■ **GIVEN RECORDS**
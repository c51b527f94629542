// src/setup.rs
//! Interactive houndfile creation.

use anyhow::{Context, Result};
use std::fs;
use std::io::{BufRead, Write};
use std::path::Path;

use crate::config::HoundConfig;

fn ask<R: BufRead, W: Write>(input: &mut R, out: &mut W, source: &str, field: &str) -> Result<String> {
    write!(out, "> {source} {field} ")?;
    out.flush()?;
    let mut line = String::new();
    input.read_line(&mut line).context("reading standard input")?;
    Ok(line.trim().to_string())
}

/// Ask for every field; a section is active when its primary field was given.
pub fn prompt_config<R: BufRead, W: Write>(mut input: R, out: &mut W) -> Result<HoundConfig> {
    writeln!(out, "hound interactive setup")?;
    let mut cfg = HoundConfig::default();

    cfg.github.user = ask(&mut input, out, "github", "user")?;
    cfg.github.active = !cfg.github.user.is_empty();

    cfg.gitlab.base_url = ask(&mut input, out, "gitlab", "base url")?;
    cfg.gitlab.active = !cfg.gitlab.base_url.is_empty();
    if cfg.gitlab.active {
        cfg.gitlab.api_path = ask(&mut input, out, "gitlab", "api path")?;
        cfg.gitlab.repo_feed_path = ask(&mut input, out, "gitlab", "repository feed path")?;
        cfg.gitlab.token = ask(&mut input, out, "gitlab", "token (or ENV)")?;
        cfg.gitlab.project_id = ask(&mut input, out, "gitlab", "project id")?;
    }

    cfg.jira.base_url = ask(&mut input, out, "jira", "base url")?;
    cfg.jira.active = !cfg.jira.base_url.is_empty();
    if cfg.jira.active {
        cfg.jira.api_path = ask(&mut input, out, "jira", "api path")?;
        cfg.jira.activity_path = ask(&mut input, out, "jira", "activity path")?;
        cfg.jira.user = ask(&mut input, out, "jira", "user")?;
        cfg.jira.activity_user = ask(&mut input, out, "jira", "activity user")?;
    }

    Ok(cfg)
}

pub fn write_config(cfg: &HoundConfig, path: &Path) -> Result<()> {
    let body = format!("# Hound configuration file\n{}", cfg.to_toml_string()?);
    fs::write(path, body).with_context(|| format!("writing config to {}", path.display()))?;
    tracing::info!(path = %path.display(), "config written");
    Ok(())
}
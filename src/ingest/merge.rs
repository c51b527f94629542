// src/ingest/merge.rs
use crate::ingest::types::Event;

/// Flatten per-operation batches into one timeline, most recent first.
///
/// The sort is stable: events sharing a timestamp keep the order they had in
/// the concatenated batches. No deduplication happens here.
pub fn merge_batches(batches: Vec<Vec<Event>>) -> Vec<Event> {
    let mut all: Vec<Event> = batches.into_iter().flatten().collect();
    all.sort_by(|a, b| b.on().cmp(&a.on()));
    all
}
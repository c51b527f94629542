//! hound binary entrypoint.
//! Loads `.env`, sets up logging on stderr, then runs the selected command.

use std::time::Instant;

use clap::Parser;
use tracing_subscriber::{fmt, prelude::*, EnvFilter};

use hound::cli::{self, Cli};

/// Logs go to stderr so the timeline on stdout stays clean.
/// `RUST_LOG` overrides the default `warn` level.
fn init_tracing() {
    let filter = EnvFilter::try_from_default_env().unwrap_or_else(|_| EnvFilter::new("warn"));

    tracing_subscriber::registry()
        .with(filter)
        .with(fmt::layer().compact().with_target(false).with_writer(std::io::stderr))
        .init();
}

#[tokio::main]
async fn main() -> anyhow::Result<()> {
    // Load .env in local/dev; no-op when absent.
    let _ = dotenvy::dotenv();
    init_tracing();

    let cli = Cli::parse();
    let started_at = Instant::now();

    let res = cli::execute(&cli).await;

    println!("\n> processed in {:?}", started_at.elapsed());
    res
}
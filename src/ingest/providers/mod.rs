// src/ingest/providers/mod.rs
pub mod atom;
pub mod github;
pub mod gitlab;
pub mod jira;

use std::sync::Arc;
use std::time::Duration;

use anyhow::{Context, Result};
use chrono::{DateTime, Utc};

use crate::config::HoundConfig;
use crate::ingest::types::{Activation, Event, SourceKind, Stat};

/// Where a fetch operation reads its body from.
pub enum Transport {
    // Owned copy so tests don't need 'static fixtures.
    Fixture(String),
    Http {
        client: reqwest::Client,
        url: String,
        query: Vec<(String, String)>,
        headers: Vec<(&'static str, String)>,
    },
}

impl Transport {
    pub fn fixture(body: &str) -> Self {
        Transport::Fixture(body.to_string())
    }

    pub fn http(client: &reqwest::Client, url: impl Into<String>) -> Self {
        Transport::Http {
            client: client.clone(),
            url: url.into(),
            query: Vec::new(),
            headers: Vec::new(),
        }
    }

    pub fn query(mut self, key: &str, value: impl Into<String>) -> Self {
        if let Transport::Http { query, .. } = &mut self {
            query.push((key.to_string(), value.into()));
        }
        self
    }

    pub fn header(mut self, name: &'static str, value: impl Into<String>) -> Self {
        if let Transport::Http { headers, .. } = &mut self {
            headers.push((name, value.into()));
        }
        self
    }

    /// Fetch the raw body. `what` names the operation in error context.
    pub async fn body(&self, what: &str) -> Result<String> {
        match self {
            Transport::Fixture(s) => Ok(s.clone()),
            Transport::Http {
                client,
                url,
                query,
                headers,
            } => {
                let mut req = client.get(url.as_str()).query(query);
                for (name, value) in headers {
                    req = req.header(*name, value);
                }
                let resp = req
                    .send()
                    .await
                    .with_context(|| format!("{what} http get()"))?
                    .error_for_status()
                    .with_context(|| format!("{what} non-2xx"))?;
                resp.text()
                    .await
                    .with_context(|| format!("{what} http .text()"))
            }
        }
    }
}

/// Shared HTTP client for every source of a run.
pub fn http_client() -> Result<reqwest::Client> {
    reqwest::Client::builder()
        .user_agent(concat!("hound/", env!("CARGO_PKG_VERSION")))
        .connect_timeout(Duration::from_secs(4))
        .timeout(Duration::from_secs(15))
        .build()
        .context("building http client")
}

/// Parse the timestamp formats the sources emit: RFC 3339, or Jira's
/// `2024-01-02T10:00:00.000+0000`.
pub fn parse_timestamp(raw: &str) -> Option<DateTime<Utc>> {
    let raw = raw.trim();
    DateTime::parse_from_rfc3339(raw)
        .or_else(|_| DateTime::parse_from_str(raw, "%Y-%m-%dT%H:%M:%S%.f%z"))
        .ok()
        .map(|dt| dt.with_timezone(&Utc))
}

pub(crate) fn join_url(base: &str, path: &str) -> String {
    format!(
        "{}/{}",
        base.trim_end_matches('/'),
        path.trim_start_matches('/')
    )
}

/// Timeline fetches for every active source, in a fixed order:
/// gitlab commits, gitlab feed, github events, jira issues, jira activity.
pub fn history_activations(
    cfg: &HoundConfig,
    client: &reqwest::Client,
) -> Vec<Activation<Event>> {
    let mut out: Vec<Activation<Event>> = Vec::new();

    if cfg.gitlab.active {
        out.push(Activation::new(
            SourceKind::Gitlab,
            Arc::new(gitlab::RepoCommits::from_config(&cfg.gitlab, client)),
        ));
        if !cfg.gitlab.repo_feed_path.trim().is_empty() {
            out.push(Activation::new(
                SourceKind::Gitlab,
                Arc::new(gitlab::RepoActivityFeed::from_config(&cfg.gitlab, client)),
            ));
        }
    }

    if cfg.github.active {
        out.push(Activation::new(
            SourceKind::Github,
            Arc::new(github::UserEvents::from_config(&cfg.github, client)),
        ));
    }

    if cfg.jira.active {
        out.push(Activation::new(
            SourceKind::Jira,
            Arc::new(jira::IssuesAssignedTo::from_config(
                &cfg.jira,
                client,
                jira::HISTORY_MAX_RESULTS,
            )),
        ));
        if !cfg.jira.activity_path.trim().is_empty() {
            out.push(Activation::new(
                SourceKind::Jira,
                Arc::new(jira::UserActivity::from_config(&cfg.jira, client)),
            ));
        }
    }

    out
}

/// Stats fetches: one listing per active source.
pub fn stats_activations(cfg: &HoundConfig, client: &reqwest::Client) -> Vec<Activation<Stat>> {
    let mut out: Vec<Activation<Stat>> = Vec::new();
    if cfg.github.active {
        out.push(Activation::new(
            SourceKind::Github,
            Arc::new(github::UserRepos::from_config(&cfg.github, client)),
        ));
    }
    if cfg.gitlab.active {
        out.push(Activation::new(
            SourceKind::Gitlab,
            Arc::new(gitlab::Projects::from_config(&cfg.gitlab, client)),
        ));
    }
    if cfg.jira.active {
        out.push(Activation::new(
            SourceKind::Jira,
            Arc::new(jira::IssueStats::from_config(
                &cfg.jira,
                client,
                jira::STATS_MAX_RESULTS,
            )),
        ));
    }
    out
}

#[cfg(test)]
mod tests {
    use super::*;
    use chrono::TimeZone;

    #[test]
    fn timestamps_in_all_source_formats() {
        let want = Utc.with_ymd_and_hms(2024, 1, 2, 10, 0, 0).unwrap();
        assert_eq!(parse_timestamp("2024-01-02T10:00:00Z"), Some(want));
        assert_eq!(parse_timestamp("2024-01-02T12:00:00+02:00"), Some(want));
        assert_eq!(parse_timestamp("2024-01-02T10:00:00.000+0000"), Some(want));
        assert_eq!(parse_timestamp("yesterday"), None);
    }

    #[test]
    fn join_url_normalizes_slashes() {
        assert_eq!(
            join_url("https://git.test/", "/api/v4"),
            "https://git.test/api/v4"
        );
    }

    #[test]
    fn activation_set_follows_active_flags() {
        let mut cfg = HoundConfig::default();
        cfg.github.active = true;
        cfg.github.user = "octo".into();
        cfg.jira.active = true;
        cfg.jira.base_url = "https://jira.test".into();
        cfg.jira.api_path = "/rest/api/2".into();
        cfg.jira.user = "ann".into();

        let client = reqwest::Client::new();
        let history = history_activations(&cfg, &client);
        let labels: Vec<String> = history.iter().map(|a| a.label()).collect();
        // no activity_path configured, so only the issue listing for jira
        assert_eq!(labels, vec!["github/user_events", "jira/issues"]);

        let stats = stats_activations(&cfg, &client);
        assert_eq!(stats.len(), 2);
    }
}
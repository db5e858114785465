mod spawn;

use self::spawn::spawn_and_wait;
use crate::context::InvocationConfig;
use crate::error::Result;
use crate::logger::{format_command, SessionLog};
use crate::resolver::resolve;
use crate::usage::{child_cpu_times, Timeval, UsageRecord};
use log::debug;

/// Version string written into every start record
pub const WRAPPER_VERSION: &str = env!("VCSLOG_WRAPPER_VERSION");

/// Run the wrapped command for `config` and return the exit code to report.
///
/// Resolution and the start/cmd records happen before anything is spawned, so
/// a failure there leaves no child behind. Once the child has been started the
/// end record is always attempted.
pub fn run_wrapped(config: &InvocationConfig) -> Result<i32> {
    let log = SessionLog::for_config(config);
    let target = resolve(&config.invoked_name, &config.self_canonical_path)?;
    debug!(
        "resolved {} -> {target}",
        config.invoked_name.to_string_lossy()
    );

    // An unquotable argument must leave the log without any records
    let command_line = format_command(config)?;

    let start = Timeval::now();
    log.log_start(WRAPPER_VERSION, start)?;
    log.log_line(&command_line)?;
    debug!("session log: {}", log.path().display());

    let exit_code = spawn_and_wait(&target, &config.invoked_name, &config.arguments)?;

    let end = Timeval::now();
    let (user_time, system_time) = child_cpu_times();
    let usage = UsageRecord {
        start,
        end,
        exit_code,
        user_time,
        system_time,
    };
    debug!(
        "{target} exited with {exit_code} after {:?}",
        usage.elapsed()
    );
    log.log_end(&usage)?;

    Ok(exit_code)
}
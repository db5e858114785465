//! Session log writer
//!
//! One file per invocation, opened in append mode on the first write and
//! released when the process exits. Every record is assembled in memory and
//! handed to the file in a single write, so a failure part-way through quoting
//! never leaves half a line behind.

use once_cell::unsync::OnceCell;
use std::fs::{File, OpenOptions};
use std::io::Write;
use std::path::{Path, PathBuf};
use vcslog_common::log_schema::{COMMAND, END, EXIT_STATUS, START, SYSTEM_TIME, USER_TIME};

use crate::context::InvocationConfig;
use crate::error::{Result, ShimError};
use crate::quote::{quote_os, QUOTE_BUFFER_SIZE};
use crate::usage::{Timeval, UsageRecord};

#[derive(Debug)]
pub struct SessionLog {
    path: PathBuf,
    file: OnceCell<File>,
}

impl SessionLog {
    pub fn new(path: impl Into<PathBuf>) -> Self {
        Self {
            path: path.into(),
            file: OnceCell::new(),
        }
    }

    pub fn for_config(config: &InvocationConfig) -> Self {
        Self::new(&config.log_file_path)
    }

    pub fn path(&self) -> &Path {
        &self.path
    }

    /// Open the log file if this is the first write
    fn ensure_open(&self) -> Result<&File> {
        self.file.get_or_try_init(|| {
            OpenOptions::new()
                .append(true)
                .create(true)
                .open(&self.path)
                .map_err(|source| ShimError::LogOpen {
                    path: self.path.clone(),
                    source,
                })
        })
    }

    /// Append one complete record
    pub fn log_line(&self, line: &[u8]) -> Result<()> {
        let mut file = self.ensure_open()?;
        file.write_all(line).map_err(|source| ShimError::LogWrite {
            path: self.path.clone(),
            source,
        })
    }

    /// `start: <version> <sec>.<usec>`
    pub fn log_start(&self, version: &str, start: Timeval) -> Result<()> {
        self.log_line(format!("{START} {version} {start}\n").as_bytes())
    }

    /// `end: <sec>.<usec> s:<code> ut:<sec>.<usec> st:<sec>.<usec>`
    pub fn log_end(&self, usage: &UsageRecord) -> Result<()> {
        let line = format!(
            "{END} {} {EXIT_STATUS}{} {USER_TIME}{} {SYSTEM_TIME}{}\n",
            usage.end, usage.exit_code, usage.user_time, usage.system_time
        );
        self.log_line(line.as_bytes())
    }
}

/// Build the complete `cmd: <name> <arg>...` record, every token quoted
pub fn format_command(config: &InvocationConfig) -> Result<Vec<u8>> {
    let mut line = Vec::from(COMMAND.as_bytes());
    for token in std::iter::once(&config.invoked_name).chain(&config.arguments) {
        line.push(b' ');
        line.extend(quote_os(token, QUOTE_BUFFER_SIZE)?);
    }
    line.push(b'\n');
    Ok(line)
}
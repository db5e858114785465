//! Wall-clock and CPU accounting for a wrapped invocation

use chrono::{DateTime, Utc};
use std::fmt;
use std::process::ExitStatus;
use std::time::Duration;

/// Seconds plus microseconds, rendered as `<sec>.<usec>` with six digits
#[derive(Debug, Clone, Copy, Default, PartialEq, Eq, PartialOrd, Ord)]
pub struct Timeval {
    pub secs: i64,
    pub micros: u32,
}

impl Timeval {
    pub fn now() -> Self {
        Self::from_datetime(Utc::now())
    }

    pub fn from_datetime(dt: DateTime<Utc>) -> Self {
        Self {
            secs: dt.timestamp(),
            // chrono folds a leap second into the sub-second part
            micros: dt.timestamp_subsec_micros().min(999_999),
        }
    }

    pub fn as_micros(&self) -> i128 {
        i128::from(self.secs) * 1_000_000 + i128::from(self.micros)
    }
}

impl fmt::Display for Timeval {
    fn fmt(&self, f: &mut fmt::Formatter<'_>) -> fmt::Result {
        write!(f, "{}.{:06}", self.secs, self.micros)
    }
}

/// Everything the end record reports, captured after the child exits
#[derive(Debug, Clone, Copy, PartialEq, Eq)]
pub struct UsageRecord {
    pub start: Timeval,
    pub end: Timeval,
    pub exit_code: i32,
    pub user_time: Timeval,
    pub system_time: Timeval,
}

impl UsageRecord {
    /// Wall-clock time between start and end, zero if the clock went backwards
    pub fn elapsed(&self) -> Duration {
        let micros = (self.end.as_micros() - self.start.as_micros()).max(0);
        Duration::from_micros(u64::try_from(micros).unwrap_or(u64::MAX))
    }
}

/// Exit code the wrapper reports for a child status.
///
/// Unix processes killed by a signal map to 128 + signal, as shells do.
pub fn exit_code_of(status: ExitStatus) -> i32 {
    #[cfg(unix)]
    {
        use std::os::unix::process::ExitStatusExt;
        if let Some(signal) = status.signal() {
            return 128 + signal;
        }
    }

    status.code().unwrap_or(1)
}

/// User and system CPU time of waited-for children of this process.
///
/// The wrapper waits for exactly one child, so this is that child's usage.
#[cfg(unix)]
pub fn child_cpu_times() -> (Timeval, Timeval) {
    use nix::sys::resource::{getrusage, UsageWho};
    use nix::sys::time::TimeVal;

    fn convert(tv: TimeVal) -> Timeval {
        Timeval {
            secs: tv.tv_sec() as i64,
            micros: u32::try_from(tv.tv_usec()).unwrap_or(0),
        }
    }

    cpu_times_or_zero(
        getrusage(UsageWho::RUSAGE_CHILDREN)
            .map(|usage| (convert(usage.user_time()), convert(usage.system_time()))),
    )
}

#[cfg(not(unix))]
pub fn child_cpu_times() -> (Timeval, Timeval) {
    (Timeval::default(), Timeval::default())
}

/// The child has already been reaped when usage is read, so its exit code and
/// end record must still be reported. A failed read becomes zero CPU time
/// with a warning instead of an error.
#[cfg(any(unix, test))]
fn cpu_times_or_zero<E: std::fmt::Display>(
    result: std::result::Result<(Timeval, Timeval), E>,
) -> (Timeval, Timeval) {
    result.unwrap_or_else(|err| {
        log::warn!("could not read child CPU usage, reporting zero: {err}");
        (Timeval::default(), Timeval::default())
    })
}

■ **WHAT IS NEEDED**
From the records above, print exactly the lines that run from the line with "reqwest::Client::builder()" to the line with "per active source.", inclusive.

■ **SOLUTION BELOW**
    reqwest::Client::builder()
        .user_agent(concat!("hound/", env!("CARGO_PKG_VERSION")))
        .connect_timeout(Duration::from_secs(4))
        .timeout(Duration::from_secs(15))
        .build()
        .context("building http client")
}

/// Parse the timestamp formats the sources emit: RFC 3339, or Jira's
/// `2024-01-02T10:00:00.000+0000`.
pub fn parse_timestamp(raw: &str) -> Option<DateTime<Utc>> {
    let raw = raw.trim();
    DateTime::parse_from_rfc3339(raw)
        .or_else(|_| DateTime::parse_from_str(raw, "%Y-%m-%dT%H:%M:%S%.f%z"))
        .ok()
        .map(|dt| dt.with_timezone(&Utc))
}

pub(crate) fn join_url(base: &str, path: &str) -> String {
    format!(
        "{}/{}",
        base.trim_end_matches('/'),
        path.trim_start_matches('/')
    )
}

/// Timeline fetches for every active source, in a fixed order:
/// gitlab commits, gitlab feed, github events, jira issues, jira activity.
pub fn history_activations(
    cfg: &HoundConfig,
    client: &reqwest::Client,
) -> Vec<Activation<Event>> {
    let mut out: Vec<Activation<Event>> = Vec::new();

    if cfg.gitlab.active {
        out.push(Activation::new(
            SourceKind::Gitlab,
            Arc::new(gitlab::RepoCommits::from_config(&cfg.gitlab, client)),
        ));
        if !cfg.gitlab.repo_feed_path.trim().is_empty() {
            out.push(Activation::new(
                SourceKind::Gitlab,
                Arc::new(gitlab::RepoActivityFeed::from_config(&cfg.gitlab, client)),
            ));
        }
    }

    if cfg.github.active {
        out.push(Activation::new(
            SourceKind::Github,
            Arc::new(github::UserEvents::from_config(&cfg.github, client)),
        ));
    }

    if cfg.jira.active {
        out.push(Activation::new(
            SourceKind::Jira,
            Arc::new(jira::IssuesAssignedTo::from_config(
                &cfg.jira,
                client,
                jira::HISTORY_MAX_RESULTS,
            )),
        ));
        if !cfg.jira.activity_path.trim().is_empty() {
            out.push(Activation::new(
                SourceKind::Jira,
                Arc::new(jira::UserActivity::from_config(&cfg.jira, client)),
            ));
        }
    }

    out
}

/// Stats fetches: one listing per active source.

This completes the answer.